Sumber mengatakan kepada CNN bahwa Hamas membatalkan beberapa tuntutannya yang lebih keras, namun setelah “pembantaian tepung”, sebagaimana diketahui, minggu lalu, gerakan tersebut mendorong lebih banyak jaminan. Artinya, pada tahap pertama, tentara Israel akan mundur dari kota-kota Gaza, dan pada tahap kedua, mereka akan mundur sepenuhnya dari Jalur Gaza, menurut diplomat tersebut, yang mengatakan bahwa tentara Israel menolak menerima poin-poin tersebut. .

READ  Pihak berwenang telah menangkap 12 tersangka anggota jaringan penyerangan seksual di Meta

Warga Palestina di Gaza utara tidak hanya harus dapat kembali ke rumah mereka yang tersisa, seperti yang dikatakan Hamas dalam pembicaraan tersebut, namun mereka juga harus melakukannya tanpa melewati pos pemeriksaan tentara Israel.
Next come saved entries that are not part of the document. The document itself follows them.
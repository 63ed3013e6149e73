//! Sample-type class vocabulary.
//!
//! Algorithms train on integer class codes; participants and the
//! `lr_classes` side channel speak in class names.

use serde::{Deserialize, Serialize};

/// Biological sample type a participant can assign.
#[derive(Debug, Clone, Copy, PartialEq, Eq, Hash, Serialize, Deserialize)]
#[serde(rename_all = "snake_case")]
pub enum SampleClass {
    CellLine,
    InVitroDifferentiatedCells,
    InducedPluripotentStemCells,
    PrimaryCells,
    StemCells,
    Tissue,
}

impl SampleClass {
    pub const ALL: [SampleClass; 6] = [
        SampleClass::CellLine,
        SampleClass::InVitroDifferentiatedCells,
        SampleClass::InducedPluripotentStemCells,
        SampleClass::PrimaryCells,
        SampleClass::StemCells,
        SampleClass::Tissue,
    ];

    pub fn from_code(code: i64) -> Option<Self> {
        usize::try_from(code)
            .ok()
            .and_then(|i| Self::ALL.get(i).copied())
    }

    pub fn code(self) -> i64 {
        match self {
            SampleClass::CellLine => 0,
            SampleClass::InVitroDifferentiatedCells => 1,
            SampleClass::InducedPluripotentStemCells => 2,
            SampleClass::PrimaryCells => 3,
            SampleClass::StemCells => 4,
            SampleClass::Tissue => 5,
        }
    }

    pub fn as_str(self) -> &'static str {
        match self {
            SampleClass::CellLine => "cell_line",
            SampleClass::InVitroDifferentiatedCells => "in_vitro_differentiated_cells",
            SampleClass::InducedPluripotentStemCells => "induced_pluripotent_stem_cells",
            SampleClass::PrimaryCells => "primary_cells",
            SampleClass::StemCells => "stem_cells",
            SampleClass::Tissue => "tissue",
        }
    }
}

/// Decode a list of class codes; unknown codes decode to `None`.
pub fn decode_class_codes(codes: &[i64]) -> Vec<Option<&'static str>> {
    codes
        .iter()
        .map(|&code| SampleClass::from_code(code).map(SampleClass::as_str))
        .collect()
}

#[cfg(test)]
mod tests {
    use super::*;

    #[test]
    fn test_code_round_trip() {
        for class in SampleClass::ALL {
            assert_eq!(SampleClass::from_code(class.code()), Some(class));
            let json = serde_json::to_value(class).unwrap();
            assert_eq!(json, serde_json::json!(class.as_str()));
        }
    }

    #[test]
    fn test_decode_class_codes() {
        assert_eq!(
            decode_class_codes(&[4, 0, 9, -1]),
            vec![Some("stem_cells"), Some("cell_line"), None, None]
        );
    }

    #[test]
    fn test_serde_names_match_vocabulary() {
        let json = serde_json::to_value(SampleClass::InducedPluripotentStemCells).unwrap();
        assert_eq!(json, serde_json::json!("induced_pluripotent_stem_cells"));
    }
}
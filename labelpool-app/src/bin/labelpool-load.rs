//! Dataset Loader Binary
//!
//! Partitions a dataset bundle into the configured storage backend and
//! prints the load report as JSON to stdout.
//!
//! Usage:
//!   labelpool-load <bundle.json>
//!
//! The bundle is a JSON object with `samples`, `labels`, and optional
//! `studies` arrays. Storage and partitioning settings come from the
//! `LABELPOOL_*` environment variables.

use labelpool_app::{init_tracing, PoolPartitioner, TelemetryConfig};
use labelpool_core::{Dataset, LabelPoolConfig, StorageConfig};
use labelpool_storage::StorageContext;

fn fail(message: String) -> ! {
    eprintln!("{}", message);
    std::process::exit(1);
}

#[tokio::main]
async fn main() {
    if let Err(e) = init_tracing(&TelemetryConfig::default()) {
        fail(format!("Failed to initialize tracing: {}", e));
    }

    let Some(path) = std::env::args().nth(1) else {
        fail("usage: labelpool-load <bundle.json>".to_string());
    };

    let config = LabelPoolConfig::from_env()
        .unwrap_or_else(|e| fail(format!("Invalid configuration: {}", e)));
    let storage_config = StorageConfig::from_env();

    let bytes = tokio::fs::read(&path)
        .await
        .unwrap_or_else(|e| fail(format!("Failed to read {}: {}", path, e)));
    let dataset: Dataset = serde_json::from_slice(&bytes)
        .unwrap_or_else(|e| fail(format!("Failed to parse {}: {}", path, e)));

    let ctx = StorageContext::from_config(&storage_config)
        .unwrap_or_else(|e| fail(format!("Failed to open storage: {}", e)));

    let report = PoolPartitioner::new(&ctx, &config)
        .run(&dataset)
        .unwrap_or_else(|e| fail(format!("Partitioning failed: {}", e)));

    match serde_json::to_string_pretty(&report) {
        Ok(json) => println!("{}", json),
        Err(e) => fail(format!("Failed to serialize load report: {}", e)),
    }

    if let Err(e) = report.enforce(config.load_policy) {
        fail(format!("{}", e));
    }
}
Diplomat tersebut mengatakan bahwa Hamas menuntut penyediaan mekanisme khusus untuk mengangkut puing-puing, serta rumah sakit dan klinik lapangan.

Gerakan tersebut mengatakan dalam sebuah pernyataan pada hari Rabu bahwa Hamas “akan melanjutkan negosiasi,” mengklaim bahwa mereka telah “menunjukkan fleksibilitas” namun Israel terus “menghindar dari kewajiban perjanjian” yang sedang dibahas.

Dia menambahkan, “Kami telah mengkonfirmasi kondisi kami untuk gencatan senjata: penarikan sepenuhnya [de las FDI] Pemimpin Hamas Osama Hamdan mengatakan dalam konferensi pers di Beirut pada hari Selasa bahwa Jalur Gaza dan kembalinya para pengungsi ke daerah yang mereka tinggalkan, terutama di utara, dan penyediaan bantuan, bantuan dan rekonstruksi yang memadai.

Ramadhan, bulan puasa dan kesalehan bagi umat Islam, adalah “masa ketika Anda merasa tenang dan dapat melakukan pekerjaan dasar kemanusiaan,” kata seorang pejabat senior pemerintah kepada wartawan pada konferensi pers akhir pekan lalu.

Menurut PBB, sekitar seperempat penduduk Gaza berada di ambang kelaparan. Pemerintahan Biden mengintensifkan kritiknya terhadap penolakan Israel untuk membuka lebih banyak penyeberangan perbatasan untuk memungkinkan bantuan masuk ke Gaza, terutama untuk memenuhi kebutuhan di wilayah utara.

“Tidak ada alasan,” kata Biden di X.

Menteri Luar Negeri Antony Blinken mengatakan pada hari Selasa bahwa bahkan tanpa gencatan senjata, terdapat kebutuhan mendesak untuk “meningkatkan secara signifikan bantuan kemanusiaan yang kami terima.”